Mittlerweile hat sich ein kleiner Bach gebildet, welcher sich seinen neuen Weg über die lehmige Erde und das tote Gras bahnt. Ich öffne den Topf mit einem Stück Feuerholz und eine andere Frau beginnt die kleinen grünen Pakete mit einem langen Metalllöffel umzurühren. Fast schmilzt mir der Stiefel in der Hitze, so nah steh ich am Feuer. „Cuantos son? 120?“ - „112“ – „100 para vender y quedan 12 para comer“ sie lacht spitz beim ausprechen der Worte. Ich lehne mich gegen einen der Balken, schnipse eine Ameise von meiner Schulter. „ Te vas a enfermar“ werde ich gewarnt, denn ich triefe vor Nässe. Der Regen hier fühlt sich an, als würden unendlich große Planschbecken über dem Boden entleert. Warm ist es trotzdem noch.

Aus dem Gebäude kommt eine weitere Frau, eine Thermoskanne mit Kaffee und eine Schüssel mit Zucker und Geschirr tragend. Die Tamales werden gekocht um sie zu verkaufen und mit den Einnahmen Wasser, Strom und Gasverbrauch des Colegios bezahlen zu können. Die Frauen machen das freiwillig. Als ich später einer der Frauen helfe Plastiktüten mit abgezählten, heißen Tamales an Häuser im Dorf zu verteilen ist es bereits dunkel.
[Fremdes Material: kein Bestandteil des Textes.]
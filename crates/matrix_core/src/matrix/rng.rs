//! Deterministic random number generation for matrix items.
//!
//! Every generated item is a pure function of its seed string. The seed is
//! hashed once into a 32-bit state, and every draw runs a two-round
//! xorshift-multiply mix over that state. All arithmetic is wrapping `u32`,
//! so the sequence is identical on every platform.
//!
//! - `PuzzleRng`: the trait the rule strategies draw from
//! - `SeededRng`: the string-seeded implementation
//! - `SeedCache`: optional per-generator cache of the last seed hash
//!
//! # Example
//!
//! ```
//! use matrix_core::matrix::rng::{PuzzleRng, SeededRng};
//!
//! let mut a = SeededRng::from_seed("seed-A");
//! let mut b = SeededRng::from_seed("seed-A");
//! assert_eq!(a.next_u32(), b.next_u32());
//!
//! let v = a.int_in_range(1, 3);
//! assert!((1..=3).contains(&v));
//! ```

/// Initial accumulator for the seed hash.
const HASH_INIT: u32 = 1_779_033_703;
const HASH_MUL: u32 = 3_432_918_353;
const MIX_MUL_1: u32 = 2_246_822_507;
const MIX_MUL_2: u32 = 3_266_489_909;

/// Source of 32-bit draws plus the derived helpers used by the generator.
///
/// Only `next_u32` is required. The helpers consume draws in a fixed way so
/// that two implementations returning the same raw sequence also agree on
/// every derived value.
pub trait PuzzleRng {
    /// Advance the state and return the next unsigned 32-bit value.
    fn next_u32(&mut self) -> u32;

    /// Returns an integer in `[min, max]` (inclusive).
    ///
    /// Reversed bounds are swapped. When `min == max` no draw is consumed.
    fn int_in_range(&mut self, min: i32, max: i32) -> i32 {
        let (lo, hi) = if min > max { (max, min) } else { (min, max) };
        if lo == hi {
            return lo;
        }
        let span = (hi as i64 - lo as i64 + 1) as u64;
        let offset = self.next_u32() as u64 % span;
        (lo as i64 + offset as i64) as i32
    }

    /// Returns an index in `[0, len)`. Returns 0 for `len <= 1`.
    fn index(&mut self, len: usize) -> usize {
        if len <= 1 {
            return 0;
        }
        self.int_in_range(0, (len - 1) as i32) as usize
    }

    /// Returns a float in `[0.0, 1.0)` built from a single draw.
    fn unit_f64(&mut self) -> f64 {
        self.next_u32() as f64 / 4_294_967_296.0
    }
}

/// Pick one element uniformly. `None` for an empty slice.
pub fn choice<'a, T>(rng: &mut dyn PuzzleRng, items: &'a [T]) -> Option<&'a T> {
    if items.is_empty() {
        return None;
    }
    items.get(rng.index(items.len()))
}

/// Shuffle a slice in place using Fisher-Yates from the back.
/// This is a free function since generic methods aren't dyn-compatible.
pub fn shuffle_with_rng<T>(slice: &mut [T], rng: &mut dyn PuzzleRng) {
    for i in (1..slice.len()).rev() {
        let j = (rng.next_u32() % (i as u32 + 1)) as usize;
        slice.swap(i, j);
    }
}

/// Shuffled copy of `items`; the input is left untouched.
pub fn shuffled<T: Clone>(items: &[T], rng: &mut dyn PuzzleRng) -> Vec<T> {
    let mut out = items.to_vec();
    shuffle_with_rng(&mut out, rng);
    out
}

/// Hash a seed string into the initial generator state.
///
/// Walks the UTF-16 code units of the seed, XOR-ing each into the
/// accumulator, multiplying and rotating. Order sensitive: "ab" and "ba"
/// hash differently.
pub fn hash_seed(seed: &str) -> u32 {
    let len = seed.encode_utf16().count() as u32;
    let mut h = HASH_INIT ^ len;
    for unit in seed.encode_utf16() {
        h = (h ^ unit as u32).wrapping_mul(HASH_MUL);
        h = h.rotate_left(13);
    }
    h
}

/// String-seeded generator. Owned by exactly one generation call.
#[derive(Debug, Clone, PartialEq, Eq)]
pub struct SeededRng {
    state: u32,
}

impl SeededRng {
    /// Create a generator from a seed string.
    pub fn from_seed(seed: &str) -> Self {
        Self::from_hash(hash_seed(seed))
    }

    /// Create a generator from an already hashed seed.
    pub fn from_hash(hash: u32) -> Self {
        Self { state: hash }
    }

    /// Current internal state (the value the next draw will mix).
    pub fn state(&self) -> u32 {
        self.state
    }
}

impl PuzzleRng for SeededRng {
    fn next_u32(&mut self) -> u32 {
        let mut s = self.state;
        s = (s ^ (s >> 16)).wrapping_mul(MIX_MUL_1);
        s = (s ^ (s >> 13)).wrapping_mul(MIX_MUL_2);
        s ^= s >> 16;
        self.state = s;
        s
    }
}

/// Remembers the hash of the last seed it saw.
///
/// Only skips re-hashing when the same seed is requested twice in a row.
/// Every call still returns a fresh generator starting at the seed's
/// initial state, so nothing leaks from one item into the next.
#[derive(Debug, Clone, Default)]
pub struct SeedCache {
    last: Option<(String, u32)>,
}

impl SeedCache {
    pub fn new() -> Self {
        Self::default()
    }

    /// Fresh generator for `seed`, reusing the cached hash when possible.
    pub fn rng_for(&mut self, seed: &str) -> SeededRng {
        if let Some((cached, hash)) = &self.last {
            if cached == seed {
                return SeededRng::from_hash(*hash);
            }
        }
        let hash = hash_seed(seed);
        self.last = Some((seed.to_string(), hash));
        SeededRng::from_hash(hash)
    }

    /// Forget the cached hash.
    pub fn clear(&mut self) {
        self.last = None;
    }
}
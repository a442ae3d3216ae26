//! Rule set 7: three rules at once. Count grows across each row, the shape
//! cycles down the rows, and the color walks one cycle over the whole
//! matrix in reading order.

use super::color::wrong_color;
use super::{draw_by_level, draw_cycle, MatrixBuild, MatrixGrid, RuleParams, RuleStrategy};
use crate::matrix::catalog::RuleSetId;
use crate::matrix::cell::{CellContent, Rotation, ShapeColor, ShapeKind};
use crate::matrix::primitives::{cycle_position, wrong_cycle_index, wrong_delta};
use crate::matrix::rng::PuzzleRng;

pub const BASE_COUNT_BY_LEVEL: [(i32, i32); 3] = [(1, 1), (1, 2), (1, 2)];
pub const DELTA_BY_LEVEL: [(i32, i32); 3] = [(1, 2), (1, 2), (2, 2)];
pub const SHAPE_CYCLE_BY_LEVEL: [(i32, i32); 3] = [(2, 3), (3, 4), (4, 4)];
pub const COLOR_CYCLE_BY_LEVEL: [(i32, i32); 3] = [(3, 4), (4, 5), (5, 6)];

#[derive(Debug, Clone, Copy, Default)]
pub struct SumShapeColorRule;

impl RuleStrategy for SumShapeColorRule {
    fn rule_set(&self) -> RuleSetId {
        RuleSetId::SumShapeColor
    }

    fn build(&self, level: u8, rng: &mut dyn PuzzleRng) -> MatrixBuild {
        let base = draw_by_level(rng, level, BASE_COUNT_BY_LEVEL);
        let delta = draw_by_level(rng, level, DELTA_BY_LEVEL).max(1);
        let shape_len = draw_by_level(rng, level, SHAPE_CYCLE_BY_LEVEL);
        let color_len = draw_by_level(rng, level, COLOR_CYCLE_BY_LEVEL);
        let shapes = draw_cycle(rng, &ShapeKind::ALL, shape_len, 2);
        let colors = draw_cycle(rng, &ShapeColor::ALL, color_len, 3);

        let grid = MatrixGrid::from_fn(|row, col| {
            let count = (base + col as i32 * delta).max(1) as u32;
            CellContent::single(
                shapes[row % shapes.len()],
                colors[(row * 3 + col) % colors.len()],
                count,
                Rotation::Deg0,
            )
        });

        MatrixBuild {
            grid,
            params: RuleParams {
                base_count: base.max(0) as u32,
                delta,
                shape_cycle: shapes,
                color_cycle: colors,
                ..RuleParams::default()
            },
        }
    }

    fn propose_distractor(
        &self,
        build: &MatrixBuild,
        rng: &mut dyn PuzzleRng,
    ) -> Option<CellContent> {
        let target = build.target();
        let params = &build.params;
        match rng.int_in_range(0, 2) {
            0 => {
                let wrong = wrong_delta(rng, params.delta);
                let middle = params.base_count as i32 + params.delta;
                let count = (middle + wrong).max(1) as u32;
                Some(target.with_count(count))
            }
            1 => {
                let cycle = &params.shape_cycle;
                let current = target.kind()?;
                let idx = wrong_cycle_index(rng, cycle.len(), cycle_position(cycle, &current));
                let kind = *cycle.get(idx)?;
                if kind == current {
                    return None;
                }
                Some(target.with_kind(kind))
            }
            _ => wrong_color(target, &params.color_cycle, rng),
        }
    }
}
„Rapido aqui. Muy peligroso esta vuelta“ – Wir überqueren die große Straße, hier „Carretera“ genannt, rennend und sie erzählt mir, dass an dieser Stelle vor einem Jahr ein Señor überfahren wurde. Einfach so, weil die viel zu schnellen Autos hinter der Kurve nicht zu erkennen sind, bzw. die Fahrer*innen auch niemanden auf der Straße erkennen können.

Es regnet weiter, jetzt nicht mehr so stark. Die Plastiktasche prall gefüllt mit Tamales wärmt meinen Rücken. Angesichts der matschigen und vom Regen verwaschenen Erd-Wege, war es definitiv die richtige Entscheidung die Gummistiefel anzuziehen, denke ich mir.